Милка – ему нравилось именно это ее имя. А ведь было из чего выбрать: Людмила, Людка, Людочка, Люся, Люська, Люсенька – и дальше, дальше. С ума можно сойти! В испанском языке совсем не то. Вот, например, его зовут Диего – и все. Можно еще сказать ласково – Диегито. И это уже точно все. Из целой россыпи ее имен он выбрал то, что услышал впервые, – Милка. У него даже слюноотделение начиналось, когда он выговаривал это, перекатывая во рту мягкие и округлые гласные и согласные. Она смеялась и заставляла его раз за разом повторять ее имя с кубинским акцентом.
А еще ее забавляло его полное длинное имя, производившее на русских, советских людей неизгладимое впечатление.
– Так ты плантатор, настоящий плантатор! – восторгалась Милка.
Зачем-то он рассказал ей о своих предках – из какого-то мальчишеского бахвальства. Гордился все-таки своей фамилией? Хорошо хоть хватило ему ума не разболтать, что он, собственно, граф. Хотя революция и отменила дворянские титулы и вступил он в жизнь простым кубинским пионером, но родился-то все-таки графом в поколении пятнадцатом. Иногда Милка почему-то называла его «дон Педро из страны, где много-много диких обезьян». Он протестовал: не надо называть его «дон», как старика, а уж если называть, то «дон Диего». Недоумевал, при чем тут обезьяны – на Кубе они вообще не водятся, – пока не посмотрел тот советский фильм.
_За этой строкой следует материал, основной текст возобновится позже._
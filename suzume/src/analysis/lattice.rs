/*
 * Copyright (c) 2024 Libraz Team
 *
 * Licensed under the Apache License, Version 2.0 (the "License");
 * you may not use this file except in compliance with the License.
 * You may obtain a copy of the License at
 *
 *     http://www.apache.org/licenses/LICENSE-2.0
 *
 * Unless required by applicable law or agreed to in writing, software
 * distributed under the License is distributed on an "AS IS" BASIS,
 * WITHOUT WARRANTIES OR CONDITIONS OF ANY KIND, either express or implied.
 * See the License for the specific language governing permissions and
 * limitations under the License.
 */

//! The analysis lattice and the Viterbi search over it.
//!
//! Vertices are character positions of one segment; edges are candidate
//! morphemes addressed by stable id. Unknown fallback edges cover every
//! position, so a best path always exists.

use super::scorer::Scorer;
use super::Mode;
use crate::dic::EntryFlags;
use crate::grammar::ConjForm;
use crate::pos::{ConjugationType, PartOfSpeech};

const SCORE_EPSILON: f32 = 1e-6;

/// Where an edge came from
#[derive(Clone, Copy, Debug, Eq, PartialEq)]
pub enum EdgeSource {
    Dictionary,
    UserDictionary,
    Unknown,
    Grammar,
    Hardcoded,
}

/// One candidate morpheme in the lattice
#[derive(Clone, Debug)]
pub struct Edge {
    pub id: u32,
    /// Character positions within the segment
    pub start: usize,
    pub end: usize,
    pub surface: String,
    pub lemma: String,
    pub reading: String,
    pub pos: PartOfSpeech,
    pub conj_type: ConjugationType,
    pub conj_form: ConjForm,
    pub cost: f32,
    pub source: EdgeSource,
    pub flags: EntryFlags,
    /// Best predecessor, filled by Viterbi
    pub prev_best: Option<u32>,
    /// Minimal path cost from BOS through this edge
    pub best_score: f32,
    /// Edge count of the best path, used for tie-breaking
    pub path_len: u32,
}

/// Inputs for creating a new edge
pub struct EdgeSpec {
    pub start: usize,
    pub end: usize,
    pub surface: String,
    pub lemma: String,
    pub reading: String,
    pub pos: PartOfSpeech,
    pub conj_type: ConjugationType,
    pub conj_form: ConjForm,
    pub cost: f32,
    pub source: EdgeSource,
    pub flags: EntryFlags,
}

/// Lattice over one segment
pub struct Lattice {
    edges: Vec<Edge>,
    /// Edge ids grouped by start position
    starts: Vec<Vec<u32>>,
    /// Edge ids grouped by end position
    ends: Vec<Vec<u32>>,
    len: usize,
}

impl Lattice {
    /// Lattice for a segment of `len` characters
    pub fn new(len: usize) -> Lattice {
        Lattice {
            edges: Vec::with_capacity(len * 4),
            starts: vec![Vec::new(); len + 1],
            ends: vec![Vec::new(); len + 1],
            len,
        }
    }

    pub fn len(&self) -> usize {
        self.len
    }

    pub fn is_empty(&self) -> bool {
        self.edges.is_empty()
    }

    pub fn edge(&self, id: u32) -> &Edge {
        &self.edges[id as usize]
    }

    pub fn edges(&self) -> &[Edge] {
        &self.edges
    }

    /// Ids of edges starting at `pos`
    pub fn edges_at(&self, pos: usize) -> &[u32] {
        &self.starts[pos]
    }

    pub fn has_edge_starting_at(&self, pos: usize) -> bool {
        !self.starts[pos].is_empty()
    }

    pub fn add_edge(&mut self, spec: EdgeSpec) -> u32 {
        debug_assert!(spec.start < spec.end && spec.end <= self.len);
        let id = self.edges.len() as u32;
        self.starts[spec.start].push(id);
        self.ends[spec.end].push(id);
        self.edges.push(Edge {
            id,
            start: spec.start,
            end: spec.end,
            surface: spec.surface,
            lemma: spec.lemma,
            reading: spec.reading,
            pos: spec.pos,
            conj_type: spec.conj_type,
            conj_form: spec.conj_form,
            cost: spec.cost,
            source: spec.source,
            flags: spec.flags,
            prev_best: None,
            best_score: f32::INFINITY,
            path_len: 0,
        });
        id
    }

    /// Run the shortest-path search and return the best path as edge ids,
    /// BOS side first. Ties within epsilon prefer fewer edges, then the
    /// earlier-appended edge, so output is deterministic.
    pub fn run_viterbi(&mut self, scorer: &Scorer, mode: Mode) -> Vec<u32> {
        if self.len == 0 || self.edges.is_empty() {
            return Vec::new();
        }

        for pos in 0..self.len {
            for idx in 0..self.starts[pos].len() {
                let id = self.starts[pos][idx];
                let edge_cost = scorer.edge_cost(&self.edges[id as usize], mode);

                if pos == 0 {
                    let edge = &mut self.edges[id as usize];
                    edge.best_score = edge_cost;
                    edge.path_len = 1;
                    edge.prev_best = None;
                    continue;
                }

                let mut best: Option<(f32, u32, u32)> = None;
                for &pid in &self.ends[pos] {
                    let prev = &self.edges[pid as usize];
                    if prev.best_score.is_infinite() {
                        continue;
                    }
                    let score = prev.best_score
                        + scorer.transition_cost(prev, &self.edges[id as usize])
                        + edge_cost;
                    let path_len = prev.path_len + 1;
                    let better = match best {
                        None => true,
                        Some((bs, bl, bp)) => {
                            score < bs - SCORE_EPSILON
                                || ((score - bs).abs() <= SCORE_EPSILON
                                    && (path_len < bl || (path_len == bl && pid < bp)))
                        }
                    };
                    if better {
                        best = Some((score, path_len, pid));
                    }
                }

                let edge = &mut self.edges[id as usize];
                match best {
                    Some((score, path_len, pid)) => {
                        edge.best_score = score;
                        edge.path_len = path_len;
                        edge.prev_best = Some(pid);
                    }
                    None => {
                        edge.best_score = f32::INFINITY;
                    }
                }
            }
        }

        // virtual EOS: pick the best edge ending at the last position
        let mut eos: Option<(f32, u32, u32)> = None;
        for &pid in &self.ends[self.len] {
            let edge = &self.edges[pid as usize];
            if edge.best_score.is_infinite() {
                continue;
            }
            let better = match eos {
                None => true,
                Some((bs, bl, bp)) => {
                    edge.best_score < bs - SCORE_EPSILON
                        || ((edge.best_score - bs).abs() <= SCORE_EPSILON
                            && (edge.path_len < bl || (edge.path_len == bl && pid < bp)))
                }
            };
            if better {
                eos = Some((edge.best_score, edge.path_len, pid));
            }
        }

        let mut path = Vec::new();
        let mut cursor = eos.map(|(_, _, pid)| pid);
        while let Some(id) = cursor {
            path.push(id);
            cursor = self.edges[id as usize].prev_best;
        }
        path.reverse();
        path
    }
}

#[cfg(test)]
mod tests {
    use super::*;
    use crate::analysis::scorer::Scorer;

    fn spec(start: usize, end: usize, cost: f32, source: EdgeSource) -> EdgeSpec {
        EdgeSpec {
            start,
            end,
            surface: format!("e{}-{}", start, end),
            lemma: String::new(),
            reading: String::new(),
            pos: PartOfSpeech::Noun,
            conj_type: ConjugationType::None,
            conj_form: ConjForm::Base,
            cost,
            source,
            flags: EntryFlags::empty(),
        }
    }

    #[test]
    fn single_edge_path() {
        let mut lattice = Lattice::new(2);
        let id = lattice.add_edge(spec(0, 2, 1.0, EdgeSource::Dictionary));
        let path = lattice.run_viterbi(&Scorer::default(), Mode::Normal);
        assert_eq!(path, vec![id]);
    }

    #[test]
    fn cheaper_path_wins() {
        let mut lattice = Lattice::new(2);
        let expensive = lattice.add_edge(spec(0, 2, 3.0, EdgeSource::Dictionary));
        let a = lattice.add_edge(spec(0, 1, 0.5, EdgeSource::Dictionary));
        let b = lattice.add_edge(spec(1, 2, 0.5, EdgeSource::Dictionary));
        let path = lattice.run_viterbi(&Scorer::default(), Mode::Normal);
        assert_eq!(path, vec![a, b]);
        assert_ne!(path[0], expensive);
    }

    #[test]
    fn tie_prefers_fewer_edges() {
        let mut lattice = Lattice::new(2);
        let whole = lattice.add_edge(spec(0, 2, 1.0, EdgeSource::Dictionary));
        lattice.add_edge(spec(0, 1, 0.5, EdgeSource::Dictionary));
        lattice.add_edge(spec(1, 2, 0.5, EdgeSource::Dictionary));
        let path = lattice.run_viterbi(&Scorer::default(), Mode::Normal);
        assert_eq!(path, vec![whole]);
    }

    #[test]
    fn tie_prefers_earlier_edge() {
        let mut lattice = Lattice::new(1);
        let first = lattice.add_edge(spec(0, 1, 1.0, EdgeSource::Dictionary));
        lattice.add_edge(spec(0, 1, 1.0, EdgeSource::Dictionary));
        let path = lattice.run_viterbi(&Scorer::default(), Mode::Normal);
        assert_eq!(path, vec![first]);
    }

    #[test]
    fn unreachable_edges_are_skipped() {
        let mut lattice = Lattice::new(3);
        // nothing starts at 0 except a; an edge at 2..3 without a
        // predecessor chain through 1..2 stays unreachable
        let a = lattice.add_edge(spec(0, 1, 1.0, EdgeSource::Dictionary));
        let b = lattice.add_edge(spec(1, 3, 1.0, EdgeSource::Dictionary));
        let orphan = lattice.add_edge(spec(2, 3, 0.1, EdgeSource::Dictionary));
        let path = lattice.run_viterbi(&Scorer::default(), Mode::Normal);
        assert_eq!(path, vec![a, b]);
        assert!(lattice.edge(orphan).best_score.is_infinite());
    }

    #[test]
    fn empty_lattice() {
        let mut lattice = Lattice::new(0);
        assert!(lattice.run_viterbi(&Scorer::default(), Mode::Normal).is_empty());
    }

    #[test]
    fn scores_accumulate_along_path() {
        let mut lattice = Lattice::new(2);
        let a = lattice.add_edge(spec(0, 1, 0.5, EdgeSource::Dictionary));
        let b = lattice.add_edge(spec(1, 2, 0.7, EdgeSource::Dictionary));
        lattice.run_viterbi(&Scorer::default(), Mode::Normal);
        assert!((lattice.edge(a).best_score - 0.5).abs() < 1e-6);
        // Noun→Noun transition is 0.0
        assert!((lattice.edge(b).best_score - 1.2).abs() < 1e-6);
    }
}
Пацаны из тусовки тоже донимали его во время совместного распития портвейна:
– Так значит, ты Диего?
– Диего.
– Как Марадона?
– Как Марадона.
– Ну, давай, Диего.
– Давайте, ребята!
И с ним чокались гранеными стаканами.
Милка гордилась своим плантатором, его длинным сказочным именем, его утраченным поместьем и даже его воображаемыми рабами, хоть и была нормальной советской девушкой, комсомолкой, интернационалисткой.
Время истекало. Они ходили по бульварам и пляжам, купались, загорали, пили портвейн. Милка знала, что скоро это кончится, но ведь он вернется или позовет ее к себе. И Диего знал, что скоро это кончится, но еще он знал, что не вернется и не позовет ее. Он никак не мог этого сделать, потому что был женат. С Эленой они расписались прямо перед его отъездом в СССР, без банкета, без свадебного путешествия, без медового месяца. Каждый год он приезжал в Гавану на каникулы. И это был месяц страсти после года ожидания. Их дочери Лисандре уже исполнилось четыре года…
Гершвин ушел с террасы в салон и с неприязнью наблюдал через открытую дверь за этим отцом, говорившим по телефону с его мамой. Отец сидел в кресле неподвижно, но как-то неустойчиво, подавшись вперед, будто готовился в любой момент вскочить и убежать или упасть на пол. Лицо его ничего не выражало. Говорил он тихо, и Гершвин не различал слов, а только хрипловатые воркующие интонации. Но одно слово он все же расслышал и его передернуло: полковник сказал – Милка. Какая еще Милка! Его мама, Людмила Сергеевна Гершович, тихая нежная мама, какая-то Милка! Гадость…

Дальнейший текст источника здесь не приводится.